--- Exercise instructions ---
From the entries below, pull out each line where "first" appears.

╭─ Material for this exercise

#[cfg(test)]
mod tests {
    use super::*;
    use spillway_common::HeapAllocator;

    fn heap() -> Arc<HeapAllocator> {
        Arc::new(HeapAllocator::new())
    }

    #[test]
    fn test_spillable_buffer() {
        let ctx = ManagerContext::new();
        let buf = Buffer::new(heap(), 10, &ctx).unwrap();
        assert!(buf.spillable());
        assert_eq!(buf.access_counter().use_count(), 1);

        buf.expose_pointer().unwrap();
        assert!(!buf.spillable());
    }

    #[test]
    fn test_expose_pointer_is_idempotent() {
        let ctx = ManagerContext::new();
        let buf = Buffer::new(heap(), 10, &ctx).unwrap();

        let first = buf.expose_pointer().unwrap();
        let second = buf.expose_pointer().unwrap();
        assert_eq!(first, second);
        assert!(!buf.spillable());
    }

    #[test]
    fn test_spilling_buffer() {
        let ctx = ManagerContext::new();
        let buf = Buffer::new(heap(), 10, &ctx).unwrap();

        buf.move_inplace(Residency::Host).unwrap();
        assert!(buf.is_spilled());
        assert_eq!(buf.residency(), Residency::Host);

        // Exposing triggers an implicit unspill.
        buf.expose_pointer().unwrap();
        assert!(!buf.is_spilled());

        let err = buf.move_inplace(Residency::Host).unwrap_err();
        assert!(matches!(err, Error::InvalidTransition { .. }));
        assert!(err.to_string().starts_with("unspillable buffer"));
    }

    #[test]
    fn test_spill_already_spilled() {
        let ctx = ManagerContext::new();
        let buf = Buffer::new(heap(), 10, &ctx).unwrap();

        buf.move_inplace(Residency::Host).unwrap();
        let err = buf.move_inplace(Residency::Host).unwrap_err();
        assert!(matches!(
            err,
            Error::InvalidTransition {
                reason: "already spilled"
            }
        ));
    }

    #[test]
    fn test_unspill_on_device_is_noop() {
        let allocator = heap();
        let ctx = ManagerContext::new();
        let buf = Buffer::new(Arc::clone(&allocator) as Arc<dyn DeviceAllocator>, 10, &ctx).unwrap();

        buf.move_inplace(Residency::Device).unwrap();
        assert!(!buf.is_spilled());
        assert_eq!(allocator.allocation_count(), 1);
    }

    #[test]
    fn test_shared_ownership_blocks_spilling() {
        let ctx = ManagerContext::new();
        let buf = Buffer::new(heap(), 10, &ctx).unwrap();
        assert!(buf.spillable());

        let view = buf.clone();
        assert_eq!(buf.access_counter().use_count(), 2);
        assert_eq!(view.access_counter().use_count(), 2);
        assert!(!buf.spillable());
        assert!(matches!(
            buf.move_inplace(Residency::Host).unwrap_err(),
            Error::InvalidTransition {
                reason: "shared between owners"
            }
        ));

        drop(view);
        assert_eq!(buf.access_counter().use_count(), 1);
        assert!(buf.spillable());
    }

    #[test]
    fn test_round_trip_preserves_content() {
        let ctx = ManagerContext::new();
        let buf = Buffer::new(heap(), 4, &ctx).unwrap();
        buf.copy_from_slice(&[0xDE, 0xAD, 0xBE, 0xEF]).unwrap();

        buf.move_inplace(Residency::Host).unwrap();
        // Contents stay readable while spilled.
        assert_eq!(buf.to_host_vec().unwrap(), vec![0xDE, 0xAD, 0xBE, 0xEF]);

        buf.move_inplace(Residency::Device).unwrap();
        assert_eq!(buf.residency(), Residency::Device);
        assert_eq!(buf.to_host_vec().unwrap(), vec![0xDE, 0xAD, 0xBE, 0xEF]);
    }

    #[test]
    fn test_writes_survive_spill_in_either_residency() {
        let ctx = ManagerContext::new();
        let buf = Buffer::new(heap(), 3, &ctx).unwrap();

        buf.move_inplace(Residency::Host).unwrap();
        buf.copy_from_slice(&[1, 2, 3]).unwrap();
        buf.move_inplace(Residency::Device).unwrap();
        assert_eq!(buf.to_host_vec().unwrap(), vec![1, 2, 3]);
    }

    #[test]
    fn test_copy_from_slice_rejects_wrong_length() {
        let ctx = ManagerContext::new();
        let buf = Buffer::new(heap(), 4, &ctx).unwrap();
        assert!(buf.copy_from_slice(&[1, 2]).is_err());
    }

    #[test]
    fn test_non_sole_owner_starts_exposed() {
        let allocator = heap();
        let ctx = ManagerContext::new();
        let allocation = DeviceAllocation {
            ptr: allocator.allocate(10).unwrap(),
            size: 10,
        };
        let buf = Buffer::from_device(Arc::clone(&allocator) as Arc<dyn DeviceAllocator>, allocation, false, &ctx);

        assert!(!buf.spillable());
        assert!(matches!(
            buf.move_inplace(Residency::Host).unwrap_err(),
            Error::InvalidTransition {
                reason: "exposed pointer"
            }
        ));
    }

    #[test]
    fn test_spill_frees_device_side() {
        let allocator = heap();
        let ctx = ManagerContext::new();
        let buf = Buffer::new(Arc::clone(&allocator) as Arc<dyn DeviceAllocator>, 10, &ctx).unwrap();
        assert_eq!(allocator.allocated_bytes(), 10);

        buf.move_inplace(Residency::Host).unwrap();
        assert_eq!(allocator.allocated_bytes(), 0);

        buf.move_inplace(Residency::Device).unwrap();
        assert_eq!(allocator.allocated_bytes(), 10);
    }

    #[test]
    fn test_drop_frees_storage() {
        let allocator = heap();
        let ctx = ManagerContext::new();

        let buf = Buffer::new(Arc::clone(&allocator) as Arc<dyn DeviceAllocator>, 10, &ctx).unwrap();
        drop(buf);
        assert_eq!(allocator.allocated_bytes(), 0);
        assert_eq!(allocator.allocation_count(), 0);

        // Dropping while spilled has no device side to free.
        let buf = Buffer::new(Arc::clone(&allocator) as Arc<dyn DeviceAllocator>, 10, &ctx).unwrap();
        buf.move_inplace(Residency::Host).unwrap();
        drop(buf);
        assert_eq!(allocator.allocated_bytes(), 0);
    }

    #[test]
    fn test_drop_of_clone_keeps_allocation() {
        let allocator = heap();
        let ctx = ManagerContext::new();

        let buf = Buffer::new(Arc::clone(&allocator) as Arc<dyn DeviceAllocator>, 10, &ctx).unwrap();
        let view = buf.clone();
        drop(buf);
        assert_eq!(allocator.allocated_bytes(), 10);
        assert_eq!(view.access_counter().use_count(), 1);
        assert!(view.spillable());
    }

    #[test]
    fn test_failed_unspill_leaves_buffer_spilled() {
        let allocator = Arc::new(HeapAllocator::with_capacity(16));
        let ctx = ManagerContext::new();

        let buf = Buffer::new(Arc::clone(&allocator) as Arc<dyn DeviceAllocator>, 10, &ctx).unwrap();
        buf.copy_from_slice(&[7u8; 10]).unwrap();
        buf.move_inplace(Residency::Host).unwrap();

        // Another allocation eats the headroom the unspill would need.
        let hog = allocator.allocate(10).unwrap();
        let err = buf.move_inplace(Residency::Device).unwrap_err();
        assert!(matches!(err, Error::ResourceExhaustion { requested: 10 }));
        assert!(buf.is_spilled());
        assert_eq!(buf.to_host_vec().unwrap(), vec![7u8; 10]);

        allocator.free(hog).unwrap();
        buf.move_inplace(Residency::Device).unwrap();
        assert_eq!(buf.to_host_vec().unwrap(), vec![7u8; 10]);
    }

    #[test]
    fn test_exposure_survives_residency_changes() {
        let ctx = ManagerContext::new();
        let buf = Buffer::new(heap(), 10, &ctx).unwrap();

        buf.move_inplace(Residency::Host).unwrap();
        buf.expose_pointer().unwrap();

        // Unspilled by exposure, and exposure never resets.
        assert!(!buf.is_spilled());
        assert!(!buf.spillable());
        buf.move_inplace(Residency::Device).unwrap();
        assert!(!buf.spillable());
    }
}
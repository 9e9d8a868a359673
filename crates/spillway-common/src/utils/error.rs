//! Error types shared across all Spillway crates.

use thiserror::Error;

/// Convenience alias for results produced by Spillway operations.
pub type Result<T> = std::result::Result<T, Error>;

/// Errors surfaced by buffer transitions and the device allocator.
///
/// All errors are synchronous and local to the call that triggered them.
/// A failed transition never leaves partial state behind: either the move
/// fully completes (including freeing the source side) or the buffer keeps
/// its prior residency with nothing freed.
#[derive(Debug, Error)]
pub enum Error {
    /// A spill was requested on a buffer that must not move: its raw
    /// address has been exposed, it is shared between live owners, or it
    /// is already spilled.
    #[error("unspillable buffer: {reason}")]
    InvalidTransition {
        /// Why the buffer cannot be moved.
        reason: &'static str,
    },

    /// The device allocator could not satisfy an allocation. Fatal to the
    /// requesting transition; there is no fallback tier.
    #[error("device allocation of {requested} bytes failed")]
    ResourceExhaustion {
        /// Size of the allocation that failed, in bytes.
        requested: usize,
    },

    /// An address was handed to the allocator that it does not own.
    #[error("invalid device address: {0:#x}")]
    InvalidAddress(u64),

    /// An internal invariant was broken.
    #[error("internal error: {0}")]
    Internal(String),
}
//! Active-manager lifecycle.

use std::sync::Arc;

use parking_lot::RwLock;

use crate::manager::SpillManager;

/// Decides which [`SpillManager`] governs buffer construction.
///
/// At most one manager is active at a time, or none when spilling is
/// disabled. The context is an explicit object handed to buffer
/// constructors rather than process-global state, which keeps test
/// isolation cheap: `reset` swaps in a fresh manager, `clear` turns
/// spilling off entirely.
///
/// Installing a new manager supersedes the previous one without merging
/// its registry. Buffers registered with a superseded manager keep
/// deregistering against it through their own back-reference, so both
/// managers stay exact over their own populations.
pub struct ManagerContext {
    active: RwLock<Option<Arc<SpillManager>>>,
}

impl ManagerContext {
    /// Creates a context with spilling disabled.
    #[must_use]
    pub fn new() -> Self {
        Self {
            active: RwLock::new(None),
        }
    }

    /// Installs `manager` as the sole active instance and returns it.
    pub fn reset(&self, manager: SpillManager) -> Arc<SpillManager> {
        let manager = Arc::new(manager);
        *self.active.write() = Some(Arc::clone(&manager));
        manager
    }

    /// Deactivates spilling. Buffers constructed afterwards register with
    /// nothing and are never automatically spilled.
    pub fn clear(&self) {
        *self.active.write() = None;
    }

    /// The active manager, if any.
    #[must_use]
    pub fn active(&self) -> Option<Arc<SpillManager>> {
        self.active.read().clone()
    }

    /// Whether a manager is currently active.
    #[must_use]
    pub fn is_enabled(&self) -> bool {
        self.active.read().is_some()
    }
}

impl Default for ManagerContext {
    fn default() -> Self {
        Self::new()
    }
}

╰─

--- Response to the exercise ---
        let first = buf.expose_pointer().unwrap();
        assert_eq!(first, second);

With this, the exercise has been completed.